Segment Start: RECORDS PROVIDED
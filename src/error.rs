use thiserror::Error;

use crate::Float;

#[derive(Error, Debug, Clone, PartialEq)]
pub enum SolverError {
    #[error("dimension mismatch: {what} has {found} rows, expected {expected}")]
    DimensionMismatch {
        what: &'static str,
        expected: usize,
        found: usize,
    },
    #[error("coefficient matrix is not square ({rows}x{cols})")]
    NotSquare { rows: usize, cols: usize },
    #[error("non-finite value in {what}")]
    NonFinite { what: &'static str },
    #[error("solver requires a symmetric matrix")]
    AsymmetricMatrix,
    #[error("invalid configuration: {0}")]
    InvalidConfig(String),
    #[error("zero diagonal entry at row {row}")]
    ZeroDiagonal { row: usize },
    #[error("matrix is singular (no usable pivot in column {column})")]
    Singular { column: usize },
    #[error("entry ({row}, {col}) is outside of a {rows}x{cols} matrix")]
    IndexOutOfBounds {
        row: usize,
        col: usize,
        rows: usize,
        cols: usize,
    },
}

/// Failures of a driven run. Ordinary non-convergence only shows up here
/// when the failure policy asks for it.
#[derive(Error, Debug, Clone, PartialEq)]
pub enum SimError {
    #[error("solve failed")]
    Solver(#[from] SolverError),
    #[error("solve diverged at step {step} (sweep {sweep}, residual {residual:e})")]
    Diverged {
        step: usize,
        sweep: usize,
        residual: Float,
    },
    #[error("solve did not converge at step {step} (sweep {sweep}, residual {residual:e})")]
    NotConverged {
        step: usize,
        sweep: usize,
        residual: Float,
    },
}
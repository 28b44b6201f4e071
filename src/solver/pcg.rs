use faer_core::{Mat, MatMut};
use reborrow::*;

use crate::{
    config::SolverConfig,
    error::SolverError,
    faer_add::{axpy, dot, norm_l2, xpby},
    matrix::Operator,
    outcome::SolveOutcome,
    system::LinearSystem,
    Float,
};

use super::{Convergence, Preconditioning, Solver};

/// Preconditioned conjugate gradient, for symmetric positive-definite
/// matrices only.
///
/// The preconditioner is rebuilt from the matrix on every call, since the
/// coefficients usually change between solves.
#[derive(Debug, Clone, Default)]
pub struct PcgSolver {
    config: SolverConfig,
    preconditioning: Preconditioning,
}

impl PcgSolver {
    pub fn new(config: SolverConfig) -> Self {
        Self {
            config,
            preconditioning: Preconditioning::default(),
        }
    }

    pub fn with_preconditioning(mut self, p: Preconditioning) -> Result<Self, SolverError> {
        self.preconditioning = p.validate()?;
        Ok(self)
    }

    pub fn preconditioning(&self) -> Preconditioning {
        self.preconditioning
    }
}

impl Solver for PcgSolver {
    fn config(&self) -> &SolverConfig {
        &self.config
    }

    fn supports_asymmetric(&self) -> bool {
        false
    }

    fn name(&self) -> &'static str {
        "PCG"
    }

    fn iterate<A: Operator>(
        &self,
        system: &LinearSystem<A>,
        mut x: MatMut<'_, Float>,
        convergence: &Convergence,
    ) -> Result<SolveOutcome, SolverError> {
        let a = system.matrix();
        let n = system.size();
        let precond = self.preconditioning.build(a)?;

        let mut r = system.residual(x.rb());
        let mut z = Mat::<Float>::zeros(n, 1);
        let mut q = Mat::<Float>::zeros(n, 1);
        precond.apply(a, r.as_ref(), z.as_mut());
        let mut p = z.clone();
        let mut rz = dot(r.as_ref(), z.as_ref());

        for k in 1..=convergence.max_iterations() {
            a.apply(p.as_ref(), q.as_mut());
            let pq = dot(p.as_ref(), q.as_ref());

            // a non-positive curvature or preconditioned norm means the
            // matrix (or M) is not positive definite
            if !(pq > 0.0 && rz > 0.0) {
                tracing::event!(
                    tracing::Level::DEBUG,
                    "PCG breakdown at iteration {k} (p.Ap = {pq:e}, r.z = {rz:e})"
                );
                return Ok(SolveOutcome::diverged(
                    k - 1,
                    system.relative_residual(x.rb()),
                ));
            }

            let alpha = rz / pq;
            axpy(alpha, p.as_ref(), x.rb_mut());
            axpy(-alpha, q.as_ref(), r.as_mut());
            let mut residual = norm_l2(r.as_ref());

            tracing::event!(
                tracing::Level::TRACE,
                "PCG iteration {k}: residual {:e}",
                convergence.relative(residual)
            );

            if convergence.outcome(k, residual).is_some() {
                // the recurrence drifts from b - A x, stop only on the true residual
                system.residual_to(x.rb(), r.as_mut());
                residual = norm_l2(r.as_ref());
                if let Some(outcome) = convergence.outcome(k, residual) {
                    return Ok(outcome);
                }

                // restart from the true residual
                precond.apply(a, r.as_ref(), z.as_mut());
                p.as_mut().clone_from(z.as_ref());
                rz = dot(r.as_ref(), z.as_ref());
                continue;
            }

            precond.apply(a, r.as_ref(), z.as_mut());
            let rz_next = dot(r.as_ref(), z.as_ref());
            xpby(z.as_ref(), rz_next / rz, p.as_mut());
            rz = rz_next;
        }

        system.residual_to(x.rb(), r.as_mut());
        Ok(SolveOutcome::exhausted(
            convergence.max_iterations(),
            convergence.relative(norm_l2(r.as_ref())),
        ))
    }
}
Segment End: RECORDS PROVIDED
Segment Start: RECORDS PROVIDED
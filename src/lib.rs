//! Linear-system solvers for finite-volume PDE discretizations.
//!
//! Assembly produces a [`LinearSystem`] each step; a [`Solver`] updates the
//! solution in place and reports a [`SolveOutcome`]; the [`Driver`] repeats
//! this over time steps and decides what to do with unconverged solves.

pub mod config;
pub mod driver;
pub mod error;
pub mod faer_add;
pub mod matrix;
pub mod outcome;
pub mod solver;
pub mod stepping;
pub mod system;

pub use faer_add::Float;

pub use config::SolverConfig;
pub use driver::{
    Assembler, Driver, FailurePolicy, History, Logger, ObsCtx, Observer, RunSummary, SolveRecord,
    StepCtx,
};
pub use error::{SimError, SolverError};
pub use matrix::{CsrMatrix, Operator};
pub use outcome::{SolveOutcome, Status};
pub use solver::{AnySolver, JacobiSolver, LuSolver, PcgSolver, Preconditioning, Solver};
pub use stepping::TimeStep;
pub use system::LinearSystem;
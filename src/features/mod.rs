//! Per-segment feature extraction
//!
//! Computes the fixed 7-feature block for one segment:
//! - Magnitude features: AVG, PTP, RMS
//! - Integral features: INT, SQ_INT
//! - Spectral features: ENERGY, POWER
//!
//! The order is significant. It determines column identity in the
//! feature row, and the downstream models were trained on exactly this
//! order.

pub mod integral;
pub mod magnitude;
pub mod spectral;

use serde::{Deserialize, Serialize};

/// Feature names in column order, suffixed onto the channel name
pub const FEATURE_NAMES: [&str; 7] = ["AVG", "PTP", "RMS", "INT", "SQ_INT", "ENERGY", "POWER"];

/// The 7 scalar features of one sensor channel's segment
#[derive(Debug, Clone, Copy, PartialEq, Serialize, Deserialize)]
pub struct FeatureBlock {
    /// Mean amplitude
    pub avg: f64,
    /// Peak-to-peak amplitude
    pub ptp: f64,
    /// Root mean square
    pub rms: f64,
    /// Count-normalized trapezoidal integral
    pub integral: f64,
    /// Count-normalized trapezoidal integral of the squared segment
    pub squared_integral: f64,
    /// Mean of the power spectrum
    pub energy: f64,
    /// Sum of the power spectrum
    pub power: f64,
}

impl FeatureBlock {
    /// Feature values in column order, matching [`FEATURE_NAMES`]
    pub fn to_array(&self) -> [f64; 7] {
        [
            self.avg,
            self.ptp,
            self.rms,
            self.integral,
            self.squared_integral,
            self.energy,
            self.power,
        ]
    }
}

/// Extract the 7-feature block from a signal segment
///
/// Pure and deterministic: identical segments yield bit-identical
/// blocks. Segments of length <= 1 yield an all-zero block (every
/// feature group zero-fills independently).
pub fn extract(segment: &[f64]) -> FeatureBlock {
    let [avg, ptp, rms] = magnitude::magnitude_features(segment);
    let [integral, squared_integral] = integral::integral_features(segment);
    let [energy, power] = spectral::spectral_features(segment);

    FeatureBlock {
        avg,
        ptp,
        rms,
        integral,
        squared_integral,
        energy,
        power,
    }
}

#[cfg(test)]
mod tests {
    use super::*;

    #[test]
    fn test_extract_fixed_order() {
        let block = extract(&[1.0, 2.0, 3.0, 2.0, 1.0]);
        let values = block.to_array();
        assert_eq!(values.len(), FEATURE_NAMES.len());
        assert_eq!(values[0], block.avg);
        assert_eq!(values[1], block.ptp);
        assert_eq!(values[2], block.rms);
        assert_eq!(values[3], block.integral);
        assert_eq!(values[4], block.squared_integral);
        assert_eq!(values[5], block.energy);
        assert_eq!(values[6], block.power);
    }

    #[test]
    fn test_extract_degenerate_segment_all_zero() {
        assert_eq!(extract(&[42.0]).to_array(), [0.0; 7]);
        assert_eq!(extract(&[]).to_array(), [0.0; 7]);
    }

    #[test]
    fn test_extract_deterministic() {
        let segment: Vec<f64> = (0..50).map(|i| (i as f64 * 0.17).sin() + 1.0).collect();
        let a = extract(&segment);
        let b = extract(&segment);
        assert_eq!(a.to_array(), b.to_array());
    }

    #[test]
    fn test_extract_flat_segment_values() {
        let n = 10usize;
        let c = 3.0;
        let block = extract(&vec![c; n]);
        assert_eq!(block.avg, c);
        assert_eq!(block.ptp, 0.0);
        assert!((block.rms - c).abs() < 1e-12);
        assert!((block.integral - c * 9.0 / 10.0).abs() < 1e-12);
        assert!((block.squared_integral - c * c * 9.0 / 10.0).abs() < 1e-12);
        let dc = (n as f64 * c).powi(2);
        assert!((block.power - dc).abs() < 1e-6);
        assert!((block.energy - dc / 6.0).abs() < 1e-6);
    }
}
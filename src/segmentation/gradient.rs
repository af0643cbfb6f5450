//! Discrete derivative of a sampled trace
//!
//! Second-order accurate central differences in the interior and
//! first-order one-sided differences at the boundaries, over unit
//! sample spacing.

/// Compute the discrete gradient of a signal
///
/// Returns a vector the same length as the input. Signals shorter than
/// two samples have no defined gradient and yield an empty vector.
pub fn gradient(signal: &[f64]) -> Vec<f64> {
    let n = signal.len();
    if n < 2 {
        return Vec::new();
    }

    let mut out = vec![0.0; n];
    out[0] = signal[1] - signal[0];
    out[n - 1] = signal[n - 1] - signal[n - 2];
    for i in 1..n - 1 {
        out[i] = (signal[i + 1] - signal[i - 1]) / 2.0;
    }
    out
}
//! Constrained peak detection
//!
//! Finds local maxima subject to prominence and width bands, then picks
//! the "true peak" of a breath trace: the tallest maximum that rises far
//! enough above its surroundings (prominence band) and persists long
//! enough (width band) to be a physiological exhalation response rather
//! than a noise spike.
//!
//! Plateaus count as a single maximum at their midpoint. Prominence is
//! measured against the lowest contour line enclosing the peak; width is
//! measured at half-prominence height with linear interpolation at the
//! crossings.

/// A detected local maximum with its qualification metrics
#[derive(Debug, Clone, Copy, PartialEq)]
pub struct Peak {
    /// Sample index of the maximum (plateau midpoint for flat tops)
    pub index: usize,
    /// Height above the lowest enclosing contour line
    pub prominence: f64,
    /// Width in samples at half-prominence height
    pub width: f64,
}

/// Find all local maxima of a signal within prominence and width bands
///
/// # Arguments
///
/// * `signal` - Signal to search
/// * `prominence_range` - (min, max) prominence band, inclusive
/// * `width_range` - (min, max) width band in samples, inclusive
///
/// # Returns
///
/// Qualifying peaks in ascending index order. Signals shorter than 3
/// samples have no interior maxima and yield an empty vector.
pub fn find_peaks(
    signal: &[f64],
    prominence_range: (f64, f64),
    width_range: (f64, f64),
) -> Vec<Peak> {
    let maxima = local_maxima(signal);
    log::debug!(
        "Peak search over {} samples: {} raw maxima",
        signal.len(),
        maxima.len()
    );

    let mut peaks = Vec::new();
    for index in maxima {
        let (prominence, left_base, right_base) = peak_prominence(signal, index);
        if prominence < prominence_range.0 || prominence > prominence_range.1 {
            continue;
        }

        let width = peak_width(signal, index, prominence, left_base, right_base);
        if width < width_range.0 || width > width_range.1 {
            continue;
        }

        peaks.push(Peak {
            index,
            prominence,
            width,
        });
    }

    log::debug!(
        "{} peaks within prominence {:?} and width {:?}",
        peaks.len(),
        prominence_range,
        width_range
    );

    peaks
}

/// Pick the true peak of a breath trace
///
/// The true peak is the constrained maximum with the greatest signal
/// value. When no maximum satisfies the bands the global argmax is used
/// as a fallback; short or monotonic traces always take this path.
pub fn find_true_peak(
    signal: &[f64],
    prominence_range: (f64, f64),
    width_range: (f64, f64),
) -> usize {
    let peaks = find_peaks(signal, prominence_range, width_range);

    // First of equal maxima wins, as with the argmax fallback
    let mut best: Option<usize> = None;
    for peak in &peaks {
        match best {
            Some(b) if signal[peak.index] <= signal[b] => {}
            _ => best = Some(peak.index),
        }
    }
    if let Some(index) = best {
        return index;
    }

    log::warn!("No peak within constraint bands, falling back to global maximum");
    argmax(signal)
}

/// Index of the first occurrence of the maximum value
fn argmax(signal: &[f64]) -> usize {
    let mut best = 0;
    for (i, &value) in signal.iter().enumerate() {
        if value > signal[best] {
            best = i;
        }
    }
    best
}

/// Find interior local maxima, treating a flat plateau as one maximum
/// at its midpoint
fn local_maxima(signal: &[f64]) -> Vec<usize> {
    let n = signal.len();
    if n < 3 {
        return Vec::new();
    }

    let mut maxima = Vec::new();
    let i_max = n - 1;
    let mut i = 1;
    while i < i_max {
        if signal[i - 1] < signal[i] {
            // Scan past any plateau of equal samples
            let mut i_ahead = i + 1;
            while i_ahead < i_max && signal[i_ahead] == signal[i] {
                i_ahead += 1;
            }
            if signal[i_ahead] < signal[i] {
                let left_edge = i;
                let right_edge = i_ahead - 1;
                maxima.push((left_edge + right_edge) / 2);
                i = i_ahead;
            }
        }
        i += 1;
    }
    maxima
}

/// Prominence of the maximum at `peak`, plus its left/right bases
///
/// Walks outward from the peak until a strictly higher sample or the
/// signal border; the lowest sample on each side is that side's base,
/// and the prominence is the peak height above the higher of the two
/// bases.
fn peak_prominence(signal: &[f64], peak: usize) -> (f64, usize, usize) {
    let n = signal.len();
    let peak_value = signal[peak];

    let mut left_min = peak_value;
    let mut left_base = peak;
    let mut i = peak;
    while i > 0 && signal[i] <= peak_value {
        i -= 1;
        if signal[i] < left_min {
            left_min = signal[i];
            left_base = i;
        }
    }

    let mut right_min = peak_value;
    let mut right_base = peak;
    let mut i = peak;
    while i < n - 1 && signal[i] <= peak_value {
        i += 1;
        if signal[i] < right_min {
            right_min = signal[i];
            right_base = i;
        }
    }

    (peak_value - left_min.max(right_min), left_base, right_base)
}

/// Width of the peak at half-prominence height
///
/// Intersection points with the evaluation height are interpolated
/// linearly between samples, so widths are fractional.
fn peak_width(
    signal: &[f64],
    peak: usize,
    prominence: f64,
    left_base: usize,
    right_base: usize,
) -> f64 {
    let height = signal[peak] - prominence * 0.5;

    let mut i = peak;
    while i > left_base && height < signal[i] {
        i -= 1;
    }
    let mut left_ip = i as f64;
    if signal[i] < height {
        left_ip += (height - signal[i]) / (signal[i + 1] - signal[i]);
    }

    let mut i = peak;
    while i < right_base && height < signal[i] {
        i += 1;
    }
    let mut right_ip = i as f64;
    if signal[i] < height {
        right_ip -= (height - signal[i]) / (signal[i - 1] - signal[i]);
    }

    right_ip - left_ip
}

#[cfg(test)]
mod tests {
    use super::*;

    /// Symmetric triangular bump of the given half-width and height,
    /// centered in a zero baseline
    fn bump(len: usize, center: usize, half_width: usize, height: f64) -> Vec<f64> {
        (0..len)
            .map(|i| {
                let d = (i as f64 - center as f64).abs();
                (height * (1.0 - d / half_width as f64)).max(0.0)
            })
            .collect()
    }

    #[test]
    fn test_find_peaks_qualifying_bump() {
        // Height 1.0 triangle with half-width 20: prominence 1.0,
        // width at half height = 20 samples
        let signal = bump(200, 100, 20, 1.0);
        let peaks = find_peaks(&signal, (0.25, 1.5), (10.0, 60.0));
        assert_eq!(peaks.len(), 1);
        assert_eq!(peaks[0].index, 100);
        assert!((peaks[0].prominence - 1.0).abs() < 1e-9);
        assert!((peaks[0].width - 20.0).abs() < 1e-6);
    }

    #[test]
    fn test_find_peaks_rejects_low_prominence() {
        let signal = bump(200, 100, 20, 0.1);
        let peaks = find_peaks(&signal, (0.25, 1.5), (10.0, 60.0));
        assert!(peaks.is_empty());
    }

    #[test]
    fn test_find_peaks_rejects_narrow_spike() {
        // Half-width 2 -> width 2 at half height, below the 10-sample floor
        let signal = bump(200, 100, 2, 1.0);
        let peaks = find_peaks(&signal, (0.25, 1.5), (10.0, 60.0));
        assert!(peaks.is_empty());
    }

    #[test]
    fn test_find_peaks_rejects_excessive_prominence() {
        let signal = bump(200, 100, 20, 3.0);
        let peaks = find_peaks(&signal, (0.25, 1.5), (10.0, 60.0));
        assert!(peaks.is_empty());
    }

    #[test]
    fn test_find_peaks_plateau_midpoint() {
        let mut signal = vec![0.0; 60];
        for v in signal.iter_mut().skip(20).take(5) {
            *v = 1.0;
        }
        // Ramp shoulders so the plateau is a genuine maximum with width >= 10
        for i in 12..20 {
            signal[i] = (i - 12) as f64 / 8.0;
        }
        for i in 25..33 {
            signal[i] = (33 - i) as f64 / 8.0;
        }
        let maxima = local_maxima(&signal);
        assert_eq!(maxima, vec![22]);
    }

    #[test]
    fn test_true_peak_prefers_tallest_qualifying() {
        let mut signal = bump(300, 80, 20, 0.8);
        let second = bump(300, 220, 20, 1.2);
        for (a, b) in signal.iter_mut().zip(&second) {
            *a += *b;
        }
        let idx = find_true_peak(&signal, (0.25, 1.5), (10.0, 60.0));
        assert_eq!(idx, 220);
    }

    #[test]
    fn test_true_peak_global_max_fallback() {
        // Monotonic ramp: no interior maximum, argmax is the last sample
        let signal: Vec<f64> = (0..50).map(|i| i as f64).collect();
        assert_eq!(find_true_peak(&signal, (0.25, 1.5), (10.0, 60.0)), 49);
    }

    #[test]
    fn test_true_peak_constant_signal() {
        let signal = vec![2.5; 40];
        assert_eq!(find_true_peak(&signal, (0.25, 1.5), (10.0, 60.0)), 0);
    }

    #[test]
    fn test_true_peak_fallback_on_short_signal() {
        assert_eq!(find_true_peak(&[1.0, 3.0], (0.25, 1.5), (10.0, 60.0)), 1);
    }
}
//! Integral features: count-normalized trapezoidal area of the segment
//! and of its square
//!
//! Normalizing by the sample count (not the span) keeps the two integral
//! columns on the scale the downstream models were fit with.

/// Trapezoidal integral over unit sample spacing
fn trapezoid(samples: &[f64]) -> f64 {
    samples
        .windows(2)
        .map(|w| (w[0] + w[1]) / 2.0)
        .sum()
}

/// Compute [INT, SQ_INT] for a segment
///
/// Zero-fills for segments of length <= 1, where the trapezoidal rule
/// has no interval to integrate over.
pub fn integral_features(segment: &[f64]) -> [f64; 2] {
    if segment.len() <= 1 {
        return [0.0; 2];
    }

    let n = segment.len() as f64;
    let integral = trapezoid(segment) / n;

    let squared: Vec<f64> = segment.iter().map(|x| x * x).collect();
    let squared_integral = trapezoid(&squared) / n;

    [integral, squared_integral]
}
Segment End: RECORDS PROVIDED
• [TASK INSTRUCTIONS] Look through the records for the string "SolverError". Copy every line that has it.

• [OUTPUT FOR THIS EXERCISE]
pub enum SolverError {
    Solver(#[from] SolverError),
    error::SolverError,
    pub fn with_preconditioning(mut self, p: Preconditioning) -> Result<Self, SolverError> {
    ) -> Result<SolveOutcome, SolverError> {
pub use error::{SimError, SolverError};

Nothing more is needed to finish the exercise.